With all industries now requiring not only finance and corporate strategy skills, but also digital prowess, business schools are adapting their course offerings to help train MBA students in skills like rapid prototyping and data-driven decision making, according to a recent article in the New York Times.
Cornell Tech in New York City has launched an innovative one-year program bringing MBA candidates and computer science grad students together. The school hopes to enroll 2,000 graduate students by 2034, but in this, the inaugural year for the MBA program, 39 business graduate students share a third of their curriculum with 34 graduate students in computer science, according to the Times. They work together on projects, frequently designing and writing software programs for businesses ranging from banks an hedge funds to technology companies and startups.
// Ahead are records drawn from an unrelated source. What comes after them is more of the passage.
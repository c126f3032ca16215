//! Idempotency coordinator.
//!
//! Mutating requests sharing a key run their handler at most once while the
//! captured response is valid. Later requests with the key get the captured
//! response replayed; concurrent duplicates wait for the running one.
//!
//! - [`key`]: header extraction and key derivation
//! - [`store`]: the [`IdempotencyStore`] trait and its in-memory implementation
//! - [`IdempotencyLayer`]: the tower middleware
//! - [`spawn_sweeper`]: periodic removal of expired state

pub mod key;
mod layer;
pub mod store;
mod sweeper;

pub use key::{IDEMPOTENCY_KEY, IdempotencyKey, UploadedFile, X_IDEMPOTENCY_KEY};
pub use layer::{IdempotencyLayer, IdempotencyService};
pub use store::{
    CachedResponse, Claim, IdempotencyStats, IdempotencyStore, InFlightTicket,
    InMemoryIdempotencyStore, SweepReport,
};
pub use sweeper::spawn_sweeper;
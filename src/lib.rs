//! # supplygraph-edge
//!
//! The HTTP edge of the supply graph API: an axum service builder whose
//! middleware stack is configured through TOML, with two response-caching
//! layers at its core.
//!
//! - **Idempotency coordinator**: POST, PUT and PATCH requests that
//!   share an idempotency key run their handler at most once while the
//!   captured response is valid. Retries and concurrent duplicates get the
//!   first response replayed, marked with `X-Idempotency-Key`.
//! - **ETags**: successful GET and HEAD responses carry a weak validator
//!   derived from the body; a matching `If-None-Match` gets `304 Not Modified`.
//!
//! # Quick Start
//!
//! ```rust,no_run
//! use axum::routing::post;
//! use supplygraph_edge::{Config, FluentRouter, Result};
//!
//! #[tokio::main]
//! async fn main() -> Result<()> {
//!     let config = Config::default(); // Loads config/{RUST_ENV}.toml
//!     config.setup_tracing();
//!
//!     FluentRouter::without_state(config)?
//!         .route("/api/widgets", post(|| async { "created" }))
//!         .setup_middleware()
//!         .await?
//!         .start()
//!         .await
//! }
//! ```
//!
//! With `config/dev.toml`:
//!
//! ```toml
//! [http]
//! bind_port = 5000
//!
//! [http.idempotency]
//! ttl = "24h"
//!
//! [http.etag]
//! cache_control = "private, no-cache"
//! ```
//!
//! # What You Get
//!
//! | Feature | Description | Default |
//! |---------|-------------|---------|
//! | Idempotency | At-most-once mutating requests per key | `[http.idempotency]` present |
//! | ETags | Weak validators and 304 responses | `[http.etag]` present |
//! | Health probes | `/live` and `/ready` endpoints | Enabled |
//! | Request logging | Structured spans with UUIDv7 request ids | Enabled |
//! | Payload limit | 413 for oversized bodies | 32 KiB |
//! | Panic recovery | Catches panics, returns 500, keeps running | Enabled |
//! | Graceful shutdown | Handles SIGTERM, drains connections | 30s timeout |
//!
//! Middleware can be switched off individually:
//!
//! ```toml
//! [http]
//! exclude = ["etag", "catch-panic"]
//! ```
mod config;
mod error;
mod etag;
mod fluent;
mod utils;

pub mod fingerprint;
pub mod idempotency;

pub use config::*;
pub use error::*;
pub use etag::{ETagLayer, ETagService};
pub use fluent::*;
pub use idempotency::{
    CachedResponse, IdempotencyKey, IdempotencyLayer, IdempotencyService, IdempotencyStats,
    IdempotencyStore, InMemoryIdempotencyStore, UploadedFile,
};
pub use utils::*;

pub type Result<T> = std::result::Result<T, Error>;
use {
    super::store::IdempotencyStore,
    std::{sync::Arc, time::Duration},
    tokio::time::MissedTickBehavior,
    tokio_util::{sync::CancellationToken, task::AbortOnDropHandle},
};

/// Periodically removes expired records and abandoned in-flight markers.
///
/// The task ends when `cancel` fires or when the returned handle is dropped.
pub fn spawn_sweeper(
    store: Arc<dyn IdempotencyStore>,
    interval: Duration,
    stale_after: Duration,
    cancel: CancellationToken,
) -> AbortOnDropHandle<()> {
    let handle = tokio::spawn(async move {
        let mut ticker = tokio::time::interval(interval);
        ticker.set_missed_tick_behavior(MissedTickBehavior::Delay);
        // first tick completes immediately
        ticker.tick().await;

        loop {
            tokio::select! {
                _ = cancel.cancelled() => {
                    tracing::debug!("Idempotency sweeper stopped");
                    break;
                }
                _ = ticker.tick() => {
                    let report = store.sweep(stale_after);
                    if report.expired_records > 0 || report.stale_markers > 0 {
                        tracing::info!(
                            expired_records = report.expired_records,
                            stale_markers = report.stale_markers,
                            "Swept idempotency store"
                        );
                    }
                }
            }
        }
    });
    AbortOnDropHandle::new(handle)
}
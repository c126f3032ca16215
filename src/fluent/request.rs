//! Request handling middleware: payload limits and request ids.

use super::router::FluentRouter;
use crate::HttpMiddleware;

use {
    crate::utils::RequestIdGenerator,
    http::HeaderName,
    tower_http::request_id::{PropagateRequestIdLayer, SetRequestIdLayer},
};

#[cfg(feature = "payload-limit")]
use {axum::extract::DefaultBodyLimit, tower_http::limit::RequestBodyLimitLayer};

impl<State> FluentRouter<State>
where
    State: Clone + Send + Sync + 'static,
{
    /// Rejects request bodies larger than `http.max_payload_size_bytes` with
    /// `413 Payload Too Large`.
    ///
    /// ```toml
    /// [http]
    /// max_payload_size_bytes = "1MiB"
    /// ```
    ///
    /// The idempotency coordinator buffers bodies under its own limit, which
    /// defaults to this one.
    #[cfg(feature = "payload-limit")]
    #[must_use]
    pub fn setup_max_payload_size(mut self) -> Self {
        if !self.is_middleware_enabled(HttpMiddleware::MaxPayloadSize) {
            return self;
        }

        self.inner = self
            .inner
            .layer(DefaultBodyLimit::disable())
            .layer(RequestBodyLimitLayer::new(
                self.config.http.max_payload_size_bytes.as_u64() as usize,
            ));
        self
    }

    /// No-op when the `payload-limit` feature is disabled.
    #[cfg(not(feature = "payload-limit"))]
    #[must_use]
    pub fn setup_max_payload_size(self) -> Self {
        self
    }

    /// Gives every request an `x-request-id` and echoes it on the response.
    ///
    /// An id sent by the client is kept; otherwise a UUIDv7 is generated.
    #[must_use]
    pub fn setup_request_id(mut self) -> Self {
        if !self.is_middleware_enabled(HttpMiddleware::RequestId) {
            return self;
        }

        let x_request_id = HeaderName::from_static("x-request-id");
        self.inner = self
            .inner
            .layer(SetRequestIdLayer::new(
                x_request_id.clone(),
                RequestIdGenerator,
            ))
            .layer(PropagateRequestIdLayer::new(x_request_id));
        self
    }
}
Business schools elsewhere are responding to the new skills required by today’s workforce in other ways. Of the 150 elective courses offered at Stanford Graduate School of Business, 28 percent are new this year. “We’re responding to the best practices we see in the outside world like A/B testing and working with massive data sets,” Stanford Dean Garth Saloner told the Times. “We’re adapting.”
Many other schools have launched dual-degree programs, with a science or engineering degree added to an MBA.
More students are also coming to business school with computer programming experience, the Times notes. According to Harvard Business School Professor David B. Yoffie, a third or more of the school’s 900 students have experience as programmers and even more have undergraduate degrees in STEM disciplines — science, technology, engineering or mathematics. “There’s been an extraordinary change in the talent pool,” Yoffie told the Times.